Most people say that they continue feeling safe at school, but that doesn’t mean we can’t put in the effort to make a change. Matthew Albavera, a junior here, feels as though these drills are a “joke.” When I asked him what he thought we, as a community, could do to prevent tragedies like this from happening, he said, “Press our lawmakers… it’s important to get out there and vote.” This opinion is probably one of the most powerful because it is easily achievable. He says that if we let politicians know that we want stricter gun laws and background checks, then that’s what they’ll focus on. 

So whether it’s advocating for lawmakers to make changes or practicing more safety drills, a change needs to be made.
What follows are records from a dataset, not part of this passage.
use std::time::SystemTime;

use sea_orm::ConnectionTrait;
use serde::Serialize;
use time::OffsetDateTime;
use tracing::{info, warn};

use crate::auth::claims::TokenSubject;
use crate::auth::jwt::issue_token;
use crate::auth::password::{hash_password_blocking, validate_new_password, verify_password_blocking};
use crate::error::AppError;
use crate::logging::pii::Redacted;
use crate::logging::security;
use crate::repos::users::{self, AccountChanges, UserView};
use crate::state::security_config::SecurityConfig;

#[derive(Debug, Clone, Serialize)]
pub struct LoginOutcome {
    pub token: String,
    pub user: UserView,
}

/// Check credentials and issue a token.
///
/// Unknown email, wrong password and deactivated account all produce the
/// same `InvalidCredentials`; only the security log tells them apart.
pub async fn login<C: ConnectionTrait + Send + Sync>(
    conn: &C,
    security_config: &SecurityConfig,
    email: &str,
    password: &str,
    now: SystemTime,
) -> Result<LoginOutcome, AppError> {
    let email = email.trim().to_lowercase();

    let account = users::find_by_email(conn, &email).await?;
    // Unknown emails still pay for an Argon2 verify against a dummy hash.
    let verified = verify_password_blocking(
        password.to_string(),
        account.as_ref().map(|a| a.password_hash.clone()),
    )
    .await?;

    let Some(account) = account else {
        security::login_failed("unknown_email", &email);
        return Err(AppError::invalid_credentials());
    };

    if !verified {
        security::login_failed("wrong_password", &email);
        return Err(AppError::invalid_credentials());
    }

    if !account.is_active {
        security::login_failed("account_inactive", &email);
        return Err(AppError::invalid_credentials());
    }

    let token = issue_token(
        &TokenSubject {
            id: account.id,
            email: account.email.clone(),
            role: account.role,
        },
        now,
        security_config,
    )?;

    let logged_in_at = OffsetDateTime::from(now);
    if let Err(e) = users::touch_last_login(conn, account.id, logged_in_at).await {
        warn!(user_id = account.id, error = %e, "failed to record last login");
    }

    info!(user_id = account.id, email = %Redacted(&account.email), "login succeeded");

    let mut user = UserView::from(&account);
    user.last_login_at = Some(logged_in_at);
    Ok(LoginOutcome { token, user })
}

pub async fn change_password<C: ConnectionTrait + Send + Sync>(
    conn: &C,
    user_id: i64,
    current_password: &str,
    new_password: &str,
) -> Result<(), AppError> {
    let account = users::find_by_id(conn, user_id)
        .await?
        .ok_or_else(|| AppError::not_found("User not found"))?;

    let verified =
        verify_password_blocking(current_password.to_string(), Some(account.password_hash)).await?;
    if !verified {
        return Err(AppError::bad_request("Current password is incorrect"));
    }
    validate_new_password(new_password)?;

    users::update(
        conn,
        user_id,
        AccountChanges {
            password_hash: Some(hash_password_blocking(new_password.to_string()).await?),
            ..Default::default()
        },
    )
    .await?;

    info!(user_id, "password changed");
    Ok(())
}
There’s no reason for the lives of students to be taken, especially not in a place of learning. 

Join the Isle File in honoring the families and victims of Uvalde: Makenna Lee Elrod, 10; Layla Salazar, 11; Maranda Mathis, 11; Nevaeh Bravo, 10; Jose Manuel Flores Jr., 10; Xavier Lopez, 10; Tess Marie Mata, 10; Rojelio Torres, 10; Eliahna “Ellie” Amyah Garcia, 9; Eliahna A. Torres, 10; Annabell Guadalupe Rodriguez, 10; Jackie Cazares, 9; Uziyah Garcia Jayce Carmelo Luevanos, 10; Maite Yuleana Rodriguez, 10; Jailah Nicole Silguero, 10; Irma Garcia, 48; Eva Mireles, 44; Amerie Jo Garza, 10; Alexandria “Lexi” Aniyah Rubio, 10; Alithia Ramirez, 10.